Ich wohne seit Dezember 2009 in Schinznach. Als ich am Pfalzmärt Frieda Hartmann traf, war ich fasziniert von ihren Körben. Ich spürte, das Korberhandwerk wäre etwas für mich. Aber, die Zeit zum Lernen fehlte. Am Pfalzmärt 2014 meinte Frieda Hartmann, jetzt müsse ich mich dann aber entscheiden, ob ich wolle oder nicht. Von ihr könne ich das Korben nicht mehr ewig lernen. Mit neunzig Jahren wisse sie nicht, wie lange sie noch korbe. Als mir meine Freundin bald darauf zum Geburtstag Zeit schenkte, nahm ich die Chance wahr. Neun Monate ging ich jeden Mittwochnachmittag in die «Lehre». «Me mues draabliibe! Korben heisst üben, üben, üben», sagte Frieda jeweils. Die Stunden bei ihr zu Hause waren arbeitsam und ihre Ausführungen lehrreich. Wir haben uns gefunden, und wie viel haben wir zusammen gelacht. Hast du auch schon vom Korben geträumt? fragte Frieda. Mittlerweile ist es so, ich bin dem Korbervirus erlegen. Jetzt ist Frieda im Altersheim und ich mache mit ihrem Segen weiter. Froh darüber, eine engagierte Nachfolgerin gefunden zu haben, übergab sie mir sogar ihr Werkzeug, eine besondere Ehre. Im Dorf hat sich herumgesprochen, dass ich das Handwerk weiterführe, und es ist schön, dass Menschen auf mich zukommen, mir Weiden anbieten und Interesse an den Körben zeigen.

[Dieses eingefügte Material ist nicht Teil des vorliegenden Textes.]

use thiserror::Error;

/// Failures surfaced by the gateway, the inference endpoint and the session.
///
/// The type is `Clone` so caches can keep the last failure around as visible
/// state while still handing a copy to whoever asked.
#[derive(Error, Debug, Clone, PartialEq)]
pub enum Error {
    #[error("Network failure: {0}")]
    NetworkFailure(String),

    #[error("Invalid response from server")]
    InvalidResponse,

    #[error("Server error: {0}")]
    ServerError(u16),

    #[error("Not authenticated")]
    NotAuthenticated,

    #[error("Configuration error: {0}")]
    Config(String),
}

pub type Result<T> = std::result::Result<T, Error>;

impl From<reqwest::Error> for Error {
    fn from(err: reqwest::Error) -> Self {
        if let Some(status) = err.status() {
            return Error::ServerError(status.as_u16());
        }
        if err.is_decode() {
            return Error::InvalidResponse;
        }
        Error::NetworkFailure(err.to_string())
    }
}

impl From<serde_json::Error> for Error {
    fn from(_: serde_json::Error) -> Self {
        Error::InvalidResponse
    }
}

#[cfg(test)]
mod tests {
    use super::*;

    #[test]
    fn test_error_messages() {
        assert_eq!(Error::ServerError(500).to_string(), "Server error: 500");
        assert_eq!(Error::InvalidResponse.to_string(), "Invalid response from server");
        assert_eq!(Error::NotAuthenticated.to_string(), "Not authenticated");
    }

    #[test]
    fn test_json_errors_are_invalid_responses() {
        let err = serde_json::from_str::<serde_json::Value>("{not json").unwrap_err();
        assert_eq!(Error::from(err), Error::InvalidResponse);
    }
}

Was fasziniert dich am Korben?
Ja, was fasziniert mich so an diesem Handwerk? Zum einen die Tatsache, dass Körbe noch immer von Hand hergestellt werden. Maschinell geht das nicht. Jeder noch so billige Korb aus Asien hat ein Mensch von Hand hergestellt. Zum anderen fasziniert mich die knorrige Kopfweide. Ihre Äste vereinen zwei Eigenschaften: sie sind zäh und biegsam zugleich. Und schau, wie verschiedenfarbig sie leuchten! Aus ihnen entsteht fast ohne Hilfsmittel – eigentlich genügt ein Sackmesser – ein ästhetischer, langlebiger Gebrauchsgegenstand. Unzählige Formen sind möglich. Nötig sind weder Maschinen noch Nägel noch Schrauben, auch das ist faszinierend; einfach nur Weiden sowie Zeit, Geduld und Platz.
Wie entsteht ein Korb?
Bevor ich mit dem Korben beginnen kann, muss ich das Material beschaffen. Wie Frieda arbeite ich mit lokalen Weiden. Im Winter, wenn die Weiden keine Blätter und wenig Saft haben, werden sie geschnitten. Dann nach Länge und Dicke sortiert, getrocknet und gelagern. Geht es ans Korben, suche ich passende Weiden aus und weiche sie in Wasser ein. Nach etwa einer Woche kann ich mit Korben starten. All diese Vorbereitungsarbeiten, die «mise en place» heisst es beim Kochen, habe ich anfangs unterschätzt. Für einen Korb brauche ich sechs bis zwölf oder mehr Stunden. In jedem Stück steckt viel Arbeit. Einen Preis festzulegen, ist nicht einfach. Die Körbe sollen bezahlbar sein, doch als nebenberufliche Korberin soll ich auch etwas einnehmen. Ich stelle Erntekörbe, Einkaufskörbe und «Chriesichratte» her und erfülle auch individuelle Wünsche. So habe ich schon einen Babykorb, einen Hochzeitskorb und einen Urnenkorb hergestellt, Körbe «von der Wiege bis zur Bahre». Die Leute bringen mir auch kaputte Lieblingsstücke. Beim Flicken lerne ich immer wieder andere Techniken und Tricks kennen.
Wie geht es weiter?
Ich habe noch viele Ideen und freue mich auf viele weitere Flechtwerke. Vielleicht gebe ich auch mal Kurse, zum Beispiel für Firmen mit Angestellten, die ihre Hände einmal anders spüren möchten. Die Stube unseres Bauernhauses diente früher auch schon mal als Beiz, da könnten wir gleich das Essen mitanbieten. Meine Freundin kocht gern und im Garten haben wir feines Gemüse. Frieda besuche ich ab und zu im Altersheim, zeige ihr die neusten Werke und bin gespannt auf den Kommentar meiner Lehrmeisterin. Wir machen einen Ausflug ans Weinfest oder in die Kirche. Frieda ist mir ein Vorbild. Wenn ich es schaffe, ebenso lange dranzubleiben, liegen noch ein paar vergnügte Korberinnenjahre vor mir.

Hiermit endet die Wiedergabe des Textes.